It has been also reported that graphene oxide (GO) could stabilize HMX and some other energetic materials, resulting in reduced sensitivity and improved mechanical strength.21 In addition to mechanical mixtures, GO was modified into several novel energetic supermolecules, because GO itself is energetic and can readily undergo fast exothermic decomposition.22

Typically, GO can be covalently functionalized with selected small molecules or polymers through activation and amidation/esterification reactions of either the carboxyl or hydroxyl functional groups on the GO surface.23 The GO carboxylic acid groups could be first activated by thionyl chloride (SOCl2) or by a mixture of 1-ethyl-3-(3-dimethyl-aminopropyl)carbodiimide (EDC) and N-hydroxysuccinimide (NHS), followed by the coupling of amines, and the resulting functionalized products were found to be soluble in common organic solvents.24 The epoxy groups in GO nanomaterials can also be covalently functionalized with amines.25 Alternatively, the noncovalent functionalization of GO can also be accomplished via π–π stacking, cation–π, van der Waals interactions, or hydrogen bonding.26 In addition, GO has also shown strong oxidizing properties and could be used as an effective oxidant in a broad range of reactions.27

Many N-containing compounds are very good ligands in metal coordination chemistry. Among them, diaminoguanidine (DAG) and triaminoguanidine (TAG) are promising ligands, in protonated, deprotonated and neutral forms depending on their pH value, binding Cu(I) or Cu(II) as the typical metal centers.28 The complexes Cu(DAG)(NO3)2, Cu(DAG)2(NO3)2, and Cu(DAG)2(NO3)2·HNO3 have been reported, where the DAG ligand is coordinated in the first two compounds. For the latter complex, both the DAG molecule and the DAGH+ cation are coordinated,29 and it was also the case in the [Cu(DAGH)Cl3] complex.30 The reaction between Cu(NO3)2 and TAG in aqueous solution results in the formation of the Cu(TAG)(NO3)2 complex.29 The coordinated compounds containing protonated TAGH+ were prepared by the reaction of CuCl2 and TAG in concentrated HCl.31 However, the energetic properties of all the reported metal complexes of DAG and TAG were not explored.

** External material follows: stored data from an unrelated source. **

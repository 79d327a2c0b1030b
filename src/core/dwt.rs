use crate::models::WaveMarkError;
use ndarray::{s, Array2, ArrayView2};

/// Multi-level 2D Haar wavelet transform
///
/// Decomposes an image into a pyramid: the approximation subband is
/// re-decomposed at each level, so an L-level transform yields one coarsest
/// approximation plus L sets of detail subbands. Odd-length signals are
/// handled by replicating the final sample (ceil halving), which keeps the
/// Haar transform exactly invertible for unmodified coefficients.
pub struct DwtProcessor {
    levels: usize,
}

/// Detail subbands produced by one decomposition level
///
/// `rows`/`cols` record the shape of the signal that was decomposed at this
/// level, so reconstruction can trim the replicate padding.
#[derive(Debug, Clone)]
pub struct DetailBands {
    /// Horizontal details (LH)
    pub lh: Array2<f64>,
    /// Vertical details (HL)
    pub hl: Array2<f64>,
    /// Diagonal details (HH)
    pub hh: Array2<f64>,
    /// Row count of this level's input
    pub rows: usize,
    /// Column count of this level's input
    pub cols: usize,
}

/// Full decomposition of one image
///
/// `details[0]` holds the finest level, the last entry the coarsest
/// (produced last). Embedding touches `approx` and the coarsest entry only.
#[derive(Debug, Clone)]
pub struct WaveletPyramid {
    /// Coarsest approximation subband (LL)
    pub approx: Array2<f64>,
    /// Per-level detail subbands, finest first
    pub details: Vec<DetailBands>,
}

impl WaveletPyramid {
    /// Number of decomposition levels
    pub fn levels(&self) -> usize {
        self.details.len()
    }

    /// Shape of the coarsest approximation subband
    pub fn coarsest_shape(&self) -> (usize, usize) {
        self.approx.dim()
    }
}

impl DwtProcessor {
    pub fn new(levels: usize) -> Self {
        Self { levels }
    }

    /// Perform multi-level DWT decomposition on image data
    ///
    /// # Arguments
    /// * `image_data` - 2D array of image data (grayscale intensities as f64)
    ///
    /// # Returns
    /// * `WaveletPyramid` with the coarsest approximation and all detail levels
    ///
    /// # Algorithm
    /// 1. Apply 1D Haar transform to each row, then to each column
    /// 2. Keep the three detail subbands, recurse on the approximation
    /// 3. Repeat until the requested depth is reached
    pub fn decompose(&self, image_data: ArrayView2<f64>) -> Result<WaveletPyramid, WaveMarkError> {
        let (rows, cols) = image_data.dim();
        self.check_depth(rows, cols)?;

        let mut approx = image_data.to_owned();
        let mut details = Vec::with_capacity(self.levels);

        for _ in 0..self.levels {
            let (cur_rows, cur_cols) = approx.dim();
            let (ll, lh, hl, hh) = self.dwt_2d(&approx);
            details.push(DetailBands {
                lh,
                hl,
                hh,
                rows: cur_rows,
                cols: cur_cols,
            });
            approx = ll;
        }

        Ok(WaveletPyramid { approx, details })
    }

    /// Reconstruct image data from a pyramid
    ///
    /// Runs the synthesis step coarsest to finest. The result is real-valued
    /// and not clamped; for unmodified coefficients it matches the decomposed
    /// image up to floating-point rounding.
    pub fn reconstruct(&self, pyramid: WaveletPyramid) -> Result<Array2<f64>, WaveMarkError> {
        let mut current = pyramid.approx;
        for bands in pyramid.details.iter().rev() {
            current = self.idwt_2d(
                &current,
                &bands.lh,
                &bands.hl,
                &bands.hh,
                bands.rows,
                bands.cols,
            )?;
        }
        Ok(current)
    }

    /// Verify that every level sees at least a 2x2 input
    fn check_depth(&self, rows: usize, cols: usize) -> Result<(), WaveMarkError> {
        let (mut r, mut c) = (rows, cols);
        for level in 0..self.levels {
            if r < 2 || c < 2 {
                return Err(WaveMarkError::InvalidDimension(format!(
                    "Image of {}x{} supports only {} decomposition level(s), {} requested",
                    rows, cols, level, self.levels
                )));
            }
            r = (r + 1) / 2;
            c = (c + 1) / 2;
        }
        Ok(())
    }

    /// Perform one 2D Haar analysis step
    ///
    /// Returns (LL, LH, HL, HH) subbands, each of ceil-halved shape
    fn dwt_2d(&self, data: &Array2<f64>) -> (Array2<f64>, Array2<f64>, Array2<f64>, Array2<f64>) {
        let (rows, cols) = data.dim();
        let half_r = (rows + 1) / 2;
        let half_c = (cols + 1) / 2;

        // Step 1: transform rows
        let mut row_low = Array2::zeros((rows, half_c));
        let mut row_high = Array2::zeros((rows, half_c));
        for i in 0..rows {
            let row_vec = data.slice(s![i, ..]).to_vec();
            let (low, high) = self.haar_1d(&row_vec);
            for j in 0..half_c {
                row_low[[i, j]] = low[j];
                row_high[[i, j]] = high[j];
            }
        }

        // Step 2: transform the columns of both halves
        let mut ll = Array2::zeros((half_r, half_c));
        let mut hl = Array2::zeros((half_r, half_c));
        let mut lh = Array2::zeros((half_r, half_c));
        let mut hh = Array2::zeros((half_r, half_c));
        for j in 0..half_c {
            let col_vec = row_low.slice(s![.., j]).to_vec();
            let (low, high) = self.haar_1d(&col_vec);
            for i in 0..half_r {
                ll[[i, j]] = low[i];
                hl[[i, j]] = high[i];
            }

            let col_vec = row_high.slice(s![.., j]).to_vec();
            let (low, high) = self.haar_1d(&col_vec);
            for i in 0..half_r {
                lh[[i, j]] = low[i];
                hh[[i, j]] = high[i];
            }
        }

        (ll, lh, hl, hh)
    }

    /// Perform one 2D Haar synthesis step
    ///
    /// `rows`/`cols` give the pre-decomposition shape; padded samples are
    /// trimmed after inversion.
    fn idwt_2d(
        &self,
        ll: &Array2<f64>,
        lh: &Array2<f64>,
        hl: &Array2<f64>,
        hh: &Array2<f64>,
        rows: usize,
        cols: usize,
    ) -> Result<Array2<f64>, WaveMarkError> {
        let (half_r, half_c) = ll.dim();
        for (name, band) in [("LH", lh), ("HL", hl), ("HH", hh)] {
            if band.dim() != (half_r, half_c) {
                return Err(WaveMarkError::ShapeMismatch(format!(
                    "{} subband is {:?}, expected {:?}",
                    name,
                    band.dim(),
                    (half_r, half_c)
                )));
            }
        }
        if (rows + 1) / 2 != half_r || (cols + 1) / 2 != half_c {
            return Err(WaveMarkError::ShapeMismatch(format!(
                "Subbands of {:?} cannot reconstruct a {}x{} signal",
                (half_r, half_c),
                rows,
                cols
            )));
        }

        // Step 1: inverse transform columns of both halves
        let mut row_low = Array2::zeros((rows, half_c));
        let mut row_high = Array2::zeros((rows, half_c));
        for j in 0..half_c {
            let low = ll.slice(s![.., j]).to_vec();
            let high = hl.slice(s![.., j]).to_vec();
            let rec = self.ihaar_1d(&low, &high, rows)?;
            for i in 0..rows {
                row_low[[i, j]] = rec[i];
            }

            let low = lh.slice(s![.., j]).to_vec();
            let high = hh.slice(s![.., j]).to_vec();
            let rec = self.ihaar_1d(&low, &high, rows)?;
            for i in 0..rows {
                row_high[[i, j]] = rec[i];
            }
        }

        // Step 2: inverse transform rows
        let mut result = Array2::zeros((rows, cols));
        for i in 0..rows {
            let low = row_low.slice(s![i, ..]).to_vec();
            let high = row_high.slice(s![i, ..]).to_vec();
            let rec = self.ihaar_1d(&low, &high, cols)?;
            for j in 0..cols {
                result[[i, j]] = rec[j];
            }
        }

        Ok(result)
    }

    /// 1D Haar wavelet transform
    ///
    /// Computes averages (low frequencies) and differences (high frequencies):
    /// - Low: (x[2i] + x[2i+1]) / sqrt(2)
    /// - High: (x[2i] - x[2i+1]) / sqrt(2)
    ///
    /// An odd-length signal replicates its final sample, producing a zero
    /// difference and an exactly recoverable pair.
    fn haar_1d(&self, signal: &[f64]) -> (Vec<f64>, Vec<f64>) {
        let len = signal.len();
        let half_len = (len + 1) / 2;
        let mut low = Vec::with_capacity(half_len);
        let mut high = Vec::with_capacity(half_len);

        let sqrt2 = std::f64::consts::SQRT_2;

        for i in 0..half_len {
            let even = signal[2 * i];
            let odd = if 2 * i + 1 < len {
                signal[2 * i + 1]
            } else {
                even
            };

            // Averaging (approximation)
            low.push((even + odd) / sqrt2);

            // Differencing (detail)
            high.push((even - odd) / sqrt2);
        }

        (low, high)
    }

    /// 1D inverse Haar wavelet transform
    ///
    /// Reconstructs `target_len` samples from low and high coefficients:
    /// - x[2i] = (low[i] + high[i]) / sqrt(2)
    /// - x[2i+1] = (low[i] - high[i]) / sqrt(2)
    fn ihaar_1d(
        &self,
        low: &[f64],
        high: &[f64],
        target_len: usize,
    ) -> Result<Vec<f64>, WaveMarkError> {
        if low.len() != high.len() {
            return Err(WaveMarkError::ShapeMismatch(format!(
                "Low ({}) and high ({}) coefficient counts differ",
                low.len(),
                high.len()
            )));
        }
        if (target_len + 1) / 2 != low.len() {
            return Err(WaveMarkError::ShapeMismatch(format!(
                "{} coefficient pairs cannot reconstruct {} samples",
                low.len(),
                target_len
            )));
        }

        let mut signal = Vec::with_capacity(low.len() * 2);

        let sqrt2 = std::f64::consts::SQRT_2;

        for i in 0..low.len() {
            let l = low[i];
            let h = high[i];

            // Reconstruct even sample
            signal.push((l + h) / sqrt2);

            // Reconstruct odd sample
            signal.push((l - h) / sqrt2);
        }

        signal.truncate(target_len);
        Ok(signal)
    }
}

In this work, we report the preparation of novel energetic coordination nanomaterials (CNMs) based on DAG and TAG functionalized GO, using the abovementioned strategies for GO functionalization. In particular, GO–TAG–Cu(I) and GO–TAG–Cu(II) CNMs were synthesized by the amidation process, followed by coordination reactions with CuCl or Cu(NO3)2. This method is facile and avoids the issues of multi-step preparation processes, typical to many other highly thermostable energetic molecules listed in Scheme 1. The first key process is to chemically graft DAG or TAG moieties onto GO flakes by EDC/NHS coupling. The second process is reacting the functionalized GO flakes (GO–TAG and GO–DAG) with metal ions (Fig. 1), where the resulting structures are supported by characterization of the mononuclear 4-coordinated TAG–Cu(II) complexes.

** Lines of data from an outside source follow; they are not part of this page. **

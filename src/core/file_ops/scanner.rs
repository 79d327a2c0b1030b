use crate::models::ImageFile;
use std::path::Path;
use walkdir::WalkDir;

/// Recursive file scanner for finding supported images
///
/// Scans directories recursively and filters for PNG/JPEG/JPG files.
/// Maintains relative paths for preserving directory hierarchy.
pub struct FileScanner {
    supported_extensions: Vec<&'static str>,
}

impl FileScanner {
    /// Create a new file scanner with default supported formats (PNG, JPEG, JPG)
    pub fn new() -> Self {
        Self {
            supported_extensions: vec!["png", "jpg", "jpeg"],
        }
    }

    /// Create a file scanner with custom supported extensions
    pub fn with_extensions(extensions: Vec<&'static str>) -> Self {
        Self {
            supported_extensions: extensions,
        }
    }

    /// Scan a directory recursively for supported image files
    ///
    /// # Arguments
    /// * `root_path` - Root directory to scan
    ///
    /// # Returns
    /// * Vector of `ImageFile` sorted by relative path, so batch runs and
    ///   their logs are reproducible
    pub fn scan(&self, root_path: &Path) -> Result<Vec<ImageFile>, std::io::Error> {
        let mut images = Vec::new();

        // Walk directory tree
        for entry in WalkDir::new(root_path)
            .follow_links(false)
            .into_iter()
            .filter_map(|e| e.ok())
        {
            let path = entry.path();

            // Skip directories
            if !path.is_file() {
                continue;
            }

            if self.is_supported(path) {
                let relative_path = path.strip_prefix(root_path).map_err(|e| {
                    std::io::Error::new(
                        std::io::ErrorKind::Other,
                        format!("Failed to calculate relative path: {}", e),
                    )
                })?;

                images.push(ImageFile::new(
                    relative_path.to_string_lossy().to_string(),
                    path.to_path_buf(),
                ));
            }
        }

        // Sort by relative path for consistent ordering
        images.sort_by(|a, b| a.relative_path.cmp(&b.relative_path));

        Ok(images)
    }

    /// Count total number of supported images in a directory
    pub fn count_images(&self, root_path: &Path) -> Result<usize, std::io::Error> {
        Ok(self.scan(root_path)?.len())
    }

    /// Check if a file is a supported image based on extension
    pub fn is_supported(&self, path: &Path) -> bool {
        if let Some(extension) = path.extension() {
            let ext_str = extension.to_string_lossy().to_lowercase();
            self.supported_extensions.contains(&ext_str.as_str())
        } else {
            false
        }
    }

    /// Get list of supported extensions
    pub fn supported_extensions(&self) -> &[&'static str] {
        &self.supported_extensions
    }
}

impl Default for FileScanner {
    fn default() -> Self {
        Self::new()
    }
}

#[cfg(test)]
mod tests {
    use super::*;
    use std::fs;
    use tempfile::TempDir;

    fn create_test_structure() -> TempDir {
        let temp_dir = TempDir::new().unwrap();
        let base = temp_dir.path();

        fs::create_dir_all(base.join("images/photos")).unwrap();
        fs::create_dir_all(base.join("documents")).unwrap();

        fs::write(base.join("image1.png"), b"fake png").unwrap();
        fs::write(base.join("image2.jpg"), b"fake jpg").unwrap();
        fs::write(base.join("image3.JPEG"), b"fake jpeg").unwrap();
        fs::write(base.join("images/photo.png"), b"photo").unwrap();
        fs::write(base.join("images/photos/vacation.jpg"), b"vacation").unwrap();

        // Non-image files (should be ignored)
        fs::write(base.join("readme.txt"), b"text file").unwrap();
        fs::write(base.join("data.json"), b"{}").unwrap();
        fs::write(base.join("documents/report.pdf"), b"pdf").unwrap();

        temp_dir
    }

    #[test]
    fn test_scan_finds_all_images() {
        let temp_dir = create_test_structure();
        let scanner = FileScanner::new();

        let images = scanner.scan(temp_dir.path()).unwrap();
        assert_eq!(images.len(), 5);
    }

    #[test]
    fn test_scan_sorts_by_path() {
        let temp_dir = create_test_structure();
        let scanner = FileScanner::new();

        let images = scanner.scan(temp_dir.path()).unwrap();
        for i in 0..images.len() - 1 {
            assert!(images[i].relative_path <= images[i + 1].relative_path);
        }
    }

    #[test]
    fn test_scan_preserves_relative_paths() {
        let temp_dir = create_test_structure();
        let scanner = FileScanner::new();

        let images = scanner.scan(temp_dir.path()).unwrap();
        let vacation = images
            .iter()
            .find(|img| img.relative_path.contains("vacation.jpg"))
            .expect("Should find vacation.jpg");

        assert!(vacation.relative_path.contains("images"));
        assert!(vacation.relative_path.contains("photos"));
    }

    #[test]
    fn test_scan_case_insensitive_extensions() {
        let temp_dir = create_test_structure();
        let scanner = FileScanner::new();

        let images = scanner.scan(temp_dir.path()).unwrap();
        let has_uppercase = images
            .iter()
            .any(|img| img.source_path.to_string_lossy().contains(".JPEG"));
        assert!(has_uppercase, "Should handle uppercase extensions");
    }

    #[test]
    fn test_scan_ignores_non_images() {
        let temp_dir = create_test_structure();
        let scanner = FileScanner::new();

        let images = scanner.scan(temp_dir.path()).unwrap();
        for image in &images {
            let path_str = image.source_path.to_string_lossy();
            assert!(!path_str.ends_with(".txt"));
            assert!(!path_str.ends_with(".json"));
            assert!(!path_str.ends_with(".pdf"));
        }
    }

    #[test]
    fn test_count_images() {
        let temp_dir = create_test_structure();
        let scanner = FileScanner::new();

        let count = scanner.count_images(temp_dir.path()).unwrap();
        assert_eq!(count, 5);
    }

    #[test]
    fn test_is_supported() {
        let scanner = FileScanner::new();

        assert!(scanner.is_supported(Path::new("image.png")));
        assert!(scanner.is_supported(Path::new("photo.jpg")));
        assert!(scanner.is_supported(Path::new("pic.JPEG")));
        assert!(!scanner.is_supported(Path::new("document.pdf")));
        assert!(!scanner.is_supported(Path::new("no_extension")));
    }

    #[test]
    fn test_custom_extensions() {
        let temp_dir = TempDir::new().unwrap();
        fs::write(temp_dir.path().join("image.gif"), b"gif").unwrap();
        fs::write(temp_dir.path().join("image.webp"), b"webp").unwrap();
        fs::write(temp_dir.path().join("image.png"), b"png").unwrap();

        let scanner = FileScanner::with_extensions(vec!["gif", "webp"]);
        let images = scanner.scan(temp_dir.path()).unwrap();
        assert_eq!(images.len(), 2);
    }

    #[test]
    fn test_scan_empty_directory() {
        let temp_dir = TempDir::new().unwrap();
        let scanner = FileScanner::new();

        let images = scanner.scan(temp_dir.path()).unwrap();
        assert_eq!(images.len(), 0);
    }
}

image file: c6ta03510h-f1.tif
Fig. 1 The GO–TAG–M (M = Cu2+, Ni2+, Co2+ and Fe2+) coordination nanomaterials prepared by the reaction of ammonized GO with corresponding metal nitrates: mononuclear coordination nanomaterials (CNMs) were formed based on the triaminoguanidine (TAG) ligand (ESI).

2 Experimental section

2.1. Materials

The commercially available graphene oxide (GO, 1–5 layers) was used as received from the market with an oxygen content of over 42%. Guanidine (99%), diaminoguanidine (98%), copper nitrate trihydrate (99%), nickel nitrate (99%), cuprous chloride (98%), cobalt nitrate (98%), iron(II) chloride tetrahydrate (99%) and hydrazine monohydrate (98%, N2H4 64–65%) were obtained from Sigma-Aldrich and stored under nitrogen to prevent oxidation. Ultrapure deionized water (resistivity > 18 MΩ) was obtained from a Milli-Q Biocel system. Whatman Anodisc™ membranes (0.2 μm pore size, 47 mm diameter) were used during filtration for support of fabricated papers.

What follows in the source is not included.